Stored data
####################

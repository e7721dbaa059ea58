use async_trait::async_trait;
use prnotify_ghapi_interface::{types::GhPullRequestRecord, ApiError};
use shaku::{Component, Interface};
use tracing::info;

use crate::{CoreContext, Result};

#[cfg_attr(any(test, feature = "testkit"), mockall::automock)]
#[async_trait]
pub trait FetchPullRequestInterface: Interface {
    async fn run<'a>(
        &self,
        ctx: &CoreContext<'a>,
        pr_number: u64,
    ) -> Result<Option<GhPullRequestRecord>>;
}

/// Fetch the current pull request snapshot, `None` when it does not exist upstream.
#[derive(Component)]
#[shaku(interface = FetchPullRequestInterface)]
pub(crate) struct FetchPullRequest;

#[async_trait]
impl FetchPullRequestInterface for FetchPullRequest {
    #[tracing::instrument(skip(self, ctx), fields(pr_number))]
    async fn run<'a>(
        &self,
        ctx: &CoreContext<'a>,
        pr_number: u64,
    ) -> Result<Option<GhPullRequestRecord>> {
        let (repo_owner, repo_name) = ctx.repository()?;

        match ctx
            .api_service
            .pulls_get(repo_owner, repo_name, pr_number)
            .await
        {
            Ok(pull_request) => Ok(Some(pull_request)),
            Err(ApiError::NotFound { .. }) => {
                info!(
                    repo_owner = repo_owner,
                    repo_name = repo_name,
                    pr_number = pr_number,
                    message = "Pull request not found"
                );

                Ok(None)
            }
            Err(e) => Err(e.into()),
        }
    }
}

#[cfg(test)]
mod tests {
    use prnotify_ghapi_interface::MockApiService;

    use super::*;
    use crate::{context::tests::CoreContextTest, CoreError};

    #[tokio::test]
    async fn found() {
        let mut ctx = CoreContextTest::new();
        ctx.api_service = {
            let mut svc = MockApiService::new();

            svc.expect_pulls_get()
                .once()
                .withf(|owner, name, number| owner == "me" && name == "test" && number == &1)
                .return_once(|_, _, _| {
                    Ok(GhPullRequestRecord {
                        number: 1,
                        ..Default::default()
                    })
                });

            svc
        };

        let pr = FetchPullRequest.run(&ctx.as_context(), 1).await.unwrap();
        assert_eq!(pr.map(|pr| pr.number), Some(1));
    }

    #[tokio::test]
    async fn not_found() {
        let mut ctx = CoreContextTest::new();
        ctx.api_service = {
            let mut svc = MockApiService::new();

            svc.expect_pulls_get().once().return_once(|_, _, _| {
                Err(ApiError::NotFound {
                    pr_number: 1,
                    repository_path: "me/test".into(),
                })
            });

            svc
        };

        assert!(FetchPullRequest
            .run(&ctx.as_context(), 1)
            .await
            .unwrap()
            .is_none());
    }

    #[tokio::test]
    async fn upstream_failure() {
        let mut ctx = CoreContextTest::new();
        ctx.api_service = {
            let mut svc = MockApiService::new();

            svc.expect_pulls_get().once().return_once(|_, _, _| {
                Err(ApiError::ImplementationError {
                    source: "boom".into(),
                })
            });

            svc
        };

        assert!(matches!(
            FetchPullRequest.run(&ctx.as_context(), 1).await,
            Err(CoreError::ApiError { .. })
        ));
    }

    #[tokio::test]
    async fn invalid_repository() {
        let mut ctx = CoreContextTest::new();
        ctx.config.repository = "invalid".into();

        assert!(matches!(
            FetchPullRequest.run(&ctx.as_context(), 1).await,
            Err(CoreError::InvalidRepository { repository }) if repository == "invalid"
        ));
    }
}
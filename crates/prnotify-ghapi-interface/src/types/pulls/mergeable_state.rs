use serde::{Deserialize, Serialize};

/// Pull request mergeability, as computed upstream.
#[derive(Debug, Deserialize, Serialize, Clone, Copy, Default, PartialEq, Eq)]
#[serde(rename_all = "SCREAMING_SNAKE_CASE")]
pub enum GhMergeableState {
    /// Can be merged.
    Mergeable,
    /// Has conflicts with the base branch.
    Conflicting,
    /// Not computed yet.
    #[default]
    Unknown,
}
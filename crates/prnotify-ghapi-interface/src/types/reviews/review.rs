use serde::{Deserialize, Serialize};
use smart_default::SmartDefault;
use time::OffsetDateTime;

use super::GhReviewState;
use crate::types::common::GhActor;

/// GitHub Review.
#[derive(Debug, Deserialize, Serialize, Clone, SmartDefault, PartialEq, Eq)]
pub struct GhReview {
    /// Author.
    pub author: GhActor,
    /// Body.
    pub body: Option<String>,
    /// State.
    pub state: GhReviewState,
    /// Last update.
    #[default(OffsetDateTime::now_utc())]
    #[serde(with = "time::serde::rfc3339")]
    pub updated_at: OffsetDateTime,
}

####################

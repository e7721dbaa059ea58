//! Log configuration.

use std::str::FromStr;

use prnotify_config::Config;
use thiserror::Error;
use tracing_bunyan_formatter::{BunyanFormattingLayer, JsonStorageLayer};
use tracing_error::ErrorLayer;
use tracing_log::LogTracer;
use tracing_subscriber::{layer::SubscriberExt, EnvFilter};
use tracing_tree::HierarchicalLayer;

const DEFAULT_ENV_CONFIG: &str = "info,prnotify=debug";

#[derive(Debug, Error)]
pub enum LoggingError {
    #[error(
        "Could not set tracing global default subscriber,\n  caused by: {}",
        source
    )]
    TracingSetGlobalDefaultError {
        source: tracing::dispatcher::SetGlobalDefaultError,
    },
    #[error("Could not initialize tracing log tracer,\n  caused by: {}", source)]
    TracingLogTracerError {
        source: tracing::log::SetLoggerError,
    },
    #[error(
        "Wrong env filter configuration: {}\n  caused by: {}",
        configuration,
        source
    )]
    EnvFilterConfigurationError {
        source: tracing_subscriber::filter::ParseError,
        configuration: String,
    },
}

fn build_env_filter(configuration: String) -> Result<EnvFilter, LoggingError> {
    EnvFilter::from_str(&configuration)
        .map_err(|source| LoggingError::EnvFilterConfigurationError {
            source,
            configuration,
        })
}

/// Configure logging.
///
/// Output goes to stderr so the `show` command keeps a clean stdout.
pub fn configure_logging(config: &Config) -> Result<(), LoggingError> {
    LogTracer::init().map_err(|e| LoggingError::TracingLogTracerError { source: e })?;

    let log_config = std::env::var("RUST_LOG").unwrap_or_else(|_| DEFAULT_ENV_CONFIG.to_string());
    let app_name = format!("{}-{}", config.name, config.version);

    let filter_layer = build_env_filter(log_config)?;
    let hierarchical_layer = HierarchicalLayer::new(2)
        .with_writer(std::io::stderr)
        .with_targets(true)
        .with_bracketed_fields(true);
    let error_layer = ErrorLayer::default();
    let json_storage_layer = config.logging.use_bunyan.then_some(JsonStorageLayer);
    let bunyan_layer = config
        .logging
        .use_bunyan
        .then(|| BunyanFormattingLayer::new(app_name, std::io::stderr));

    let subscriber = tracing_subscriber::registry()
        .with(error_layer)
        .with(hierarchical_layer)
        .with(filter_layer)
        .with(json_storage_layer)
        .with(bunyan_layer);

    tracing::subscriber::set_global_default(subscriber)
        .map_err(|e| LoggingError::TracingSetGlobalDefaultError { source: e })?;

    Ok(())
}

####################

Exercise requirements:
Pick out all lines from the data above in which the word "GhReviewState" appears.

Answer box:
use super::GhReviewState;
    pub state: GhReviewState,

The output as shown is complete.